The EU's design of a pan-European legal framework for privacy originally came out of the need to address the challenges of increasing cross-border data traffic. One might think then that the central concept of "transfer" is defined in the GDPR - but it is not. Nor was the term defined in the former legal framework. The EU's own data protection authority (EDPS) wrote in a position memo of 14 July 2014 that the term "transfer of personal data" ought to be defined in the (then-upcoming) GDPR. Furthermore, EDPS stated that the term normally consists of the following elements:
"Communication, disclosure or otherwise making available of personal data, conducted with the knowledge or intention of a sender subject to the Regulation that the recipient(s) will have access to it."

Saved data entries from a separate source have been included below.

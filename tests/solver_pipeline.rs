//! file -> solver -> report, through the public API only
use RustedLinSolve::Utils::data_files::{
    read_banded_file, read_combined_system_file, read_matrix_file, read_rectangular_matrix_file,
    read_symmetric_packed_file, read_vector_file,
};
use RustedLinSolve::distributed::roundtrip::vector_round_trip;
use RustedLinSolve::distributed::row_matvec::distributed_matvec;
use RustedLinSolve::somelinalg::conjugate_gradient::{CgSettings, ConjugateGradient};
use RustedLinSolve::somelinalg::gauss_elimination::{
    SolverConfig, gauss_banded, gauss_no_pivoting, gauss_partial_pivoting, gauss_symmetric_packed,
};
use RustedLinSolve::somelinalg::linear_solver_api::{LinearSystemTask, SolverMethod};
use RustedLinSolve::somelinalg::linsys_error::LinSysError;
use RustedLinSolve::somelinalg::vector_ops::relative_residual_norm;
use approx::assert_relative_eq;
use nalgebra::{DMatrix, DVector};
use std::fs::{self, File};
use std::io::Write;
use std::path::{Path, PathBuf};
use tempfile::tempdir;

fn write_matrix(path: &Path, a: &DMatrix<f64>) {
    let mut file = File::create(path).unwrap();
    for row in a.row_iter() {
        let line: Vec<String> = row.iter().map(|v| format!("{:.17e}", v)).collect();
        writeln!(file, "{}", line.join(" ")).unwrap();
    }
}

fn write_vector(path: &Path, v: &DVector<f64>) {
    let mut file = File::create(path).unwrap();
    for x in v.iter() {
        writeln!(file, "{:.17e}", x).unwrap();
    }
}

/// symmetric positive definite, bandwidth 3
fn spd(n: usize) -> DMatrix<f64> {
    DMatrix::from_fn(n, n, |i, j| match i.abs_diff(j) {
        0 => 5.0 + (i % 3) as f64,
        1 => -1.0,
        2 => 0.25,
        _ => 0.0,
    })
}

fn fixture(dir: &Path, n: usize) -> (PathBuf, PathBuf, DMatrix<f64>, DVector<f64>) {
    let a = spd(n);
    let b = DVector::from_iterator(n, (0..n).map(|i| (i as f64).sin() + 2.0));
    let a_path = dir.join("A.txt");
    let b_path = dir.join("b.txt");
    write_matrix(&a_path, &a);
    write_vector(&b_path, &b);
    (a_path, b_path, a, b)
}

#[test]
fn all_solvers_agree_on_file_input() {
    let dir = tempdir().unwrap();
    let n = 10;
    let (a_path, b_path, a, b) = fixture(dir.path(), n);
    let config = SolverConfig::default();

    let a_read = read_matrix_file(&a_path).unwrap();
    let b_read = read_vector_file(&b_path, Some(n)).unwrap();
    assert_eq!(a_read, a);
    assert_eq!(b_read, b);

    let x_pivot = gauss_partial_pivoting(&mut a_read.clone(), &mut b_read.clone(), &config).unwrap();
    assert!(relative_residual_norm(&a, &x_pivot, &b).unwrap() <= 1e-9);

    let x_naive = gauss_no_pivoting(&mut a_read.clone(), &mut b_read.clone(), &config).unwrap();
    let mut packed = read_symmetric_packed_file(&a_path, config.symmetry_tolerance).unwrap();
    let x_packed = gauss_symmetric_packed(&mut packed, &mut b_read.clone(), &config).unwrap();
    let mut banded = read_banded_file(&a_path, config.symmetry_tolerance).unwrap();
    assert_eq!(banded.bandwidth(), 3);
    let x_banded = gauss_banded(&mut banded, &mut b_read.clone(), &config).unwrap();
    let x_cg = ConjugateGradient::solve(&a, &b, &CgSettings::default()).unwrap().x;

    for i in 0..n {
        assert_relative_eq!(x_naive[i], x_pivot[i], epsilon = 1e-10);
        assert_relative_eq!(x_packed[i], x_pivot[i], epsilon = 1e-10);
        assert_relative_eq!(x_banded[i], x_pivot[i], epsilon = 1e-10);
        assert_relative_eq!(x_cg[i], x_pivot[i], epsilon = 1e-8);
    }
}

#[test]
fn combined_file_and_singular_system() {
    let dir = tempdir().unwrap();
    let path = dir.path().join("system.txt");
    fs::write(&path, "1 2\n2 4\n3\n6\n").unwrap();
    let (mut a, mut b) = read_combined_system_file(&path).unwrap();
    assert!(matches!(
        gauss_partial_pivoting(&mut a, &mut b, &SolverConfig::default()),
        Err(LinSysError::SingularMatrix { step: 1, .. })
    ));
}

#[test]
fn task_writes_reports() {
    let dir = tempdir().unwrap();
    let (a_path, b_path, _, _) = fixture(dir.path(), 6);
    let output = dir.path().join("out.txt");
    let csv_path = dir.path().join("out.csv");
    let mut task = LinearSystemTask::new();
    task.set_method(SolverMethod::GaussNaive);
    task.set_files(Some(a_path), Some(b_path), None);
    task.set_outputs(Some(output.clone()), Some(csv_path.clone()));
    let x = task.run().unwrap();
    let report = fs::read_to_string(&output).unwrap();
    assert!(report.contains("b (6 x 1):"));
    assert_eq!(report.lines().filter(|l| l.starts_with("x[")).count(), 6);
    let csv_rows = fs::read_to_string(&csv_path).unwrap();
    assert_eq!(csv_rows.lines().count(), x.len() + 1);
}

#[test]
fn distributed_demos() {
    let report = vector_round_trip(&[1.0, 2.0, 3.0], 2).unwrap();
    assert_eq!(report.returned, vec![2.0, 4.0, 6.0]);

    let dir = tempdir().unwrap();
    let a_path = dir.path().join("A.txt");
    fs::write(
        &a_path,
        "1 0 0 0\n0 1 0 0\n0 0 1 0\n0 0 0 1\n1 1 1 1\n2 0 -1 0.5\n",
    )
    .unwrap();
    let a = read_rectangular_matrix_file(&a_path).unwrap();
    let v = DVector::from_vec(vec![1.0, 2.0, 3.0, 4.0]);
    let expected = DVector::from_vec(vec![1.0, 2.0, 3.0, 4.0, 10.0, 1.0]);
    for world_size in 1..=3 {
        assert_eq!(distributed_matvec(world_size, &a, &v).unwrap(), expected);
    }
}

The preparatory document of the Norwegian Personal Data Act of 2018 states (Prop. 56 LS) that neither the former Personal Data Act nor the EU Directive provide any definition of "transfer", but in practice the term concerns the movement or access to personal data across national borders.
The quotes demonstrate a central point: Transfer is not just "moving" large amounts of data for storage on a physical server. Transfer can also happen through access to the personal data. Access can mean physical access to the storage location, but it can also mean access over the web, often called remote access, which can be established both domestically and across borders.
Right after the Schrems II decision the European Data Protection Board (EDPB) published a "FAQ"-document about the decision (on 23 July). Section 11 provides further guidance on what constitutes a "transfer":
"11) I am using a processor that processes data for which I am responsible as controller, how can I know if this processor transfers data to the U.S. or to another third country?
- The contract you have concluded with your processor in accordance with Article 28.3 GDPR must provide whether transfers are authorised or not (it should be borne in mind that even providing access to data from a third country, for instance for administration purposes, also amounts to a transfer).
- Authorization has also to be provided concerning processors to entrust sub-processors to transfer data to third countries. You should pay attention and be careful, because a large variety of computing solutions may imply the transfer of personal data to a third country (e.g., for storage or maintenance purposes)."
For cloud services, high availability requirements are normally required, often "24/7/365". In order for this to be practically feasible, technical personnel may have to access the database containing personal data – encrypted or not – through remote access from different time zones. In other words, a "transfer" happens if a consultant/operator in the United States can access personal data on a European server, for example when supporting an ERP system. Many cloud service providers have also explicitly reserved the right to grant such remote access in its standard agreements with the customer. Other providers mention it only vaguely or not at all - and when being asked directly, some providers respond in an elusive manner.
Schrems II may therefore have consequences for service and support on cloud services based on global remote access. The fact that the provider explicitly restricts the storage location to a European location does not automatically result in Schrems II being irrelevant. That said, and while the Schrems II decision imposes stricter requirements on transfers, personal data may in many cases still be transferred to the United States and other third countries based on the EU Standard Contractual Clauses, but necessary safety mechanisms must be added. The EDPB will render guidance on how such safety mechanisms may look later this month, and we will be back with more information shortly thereafter.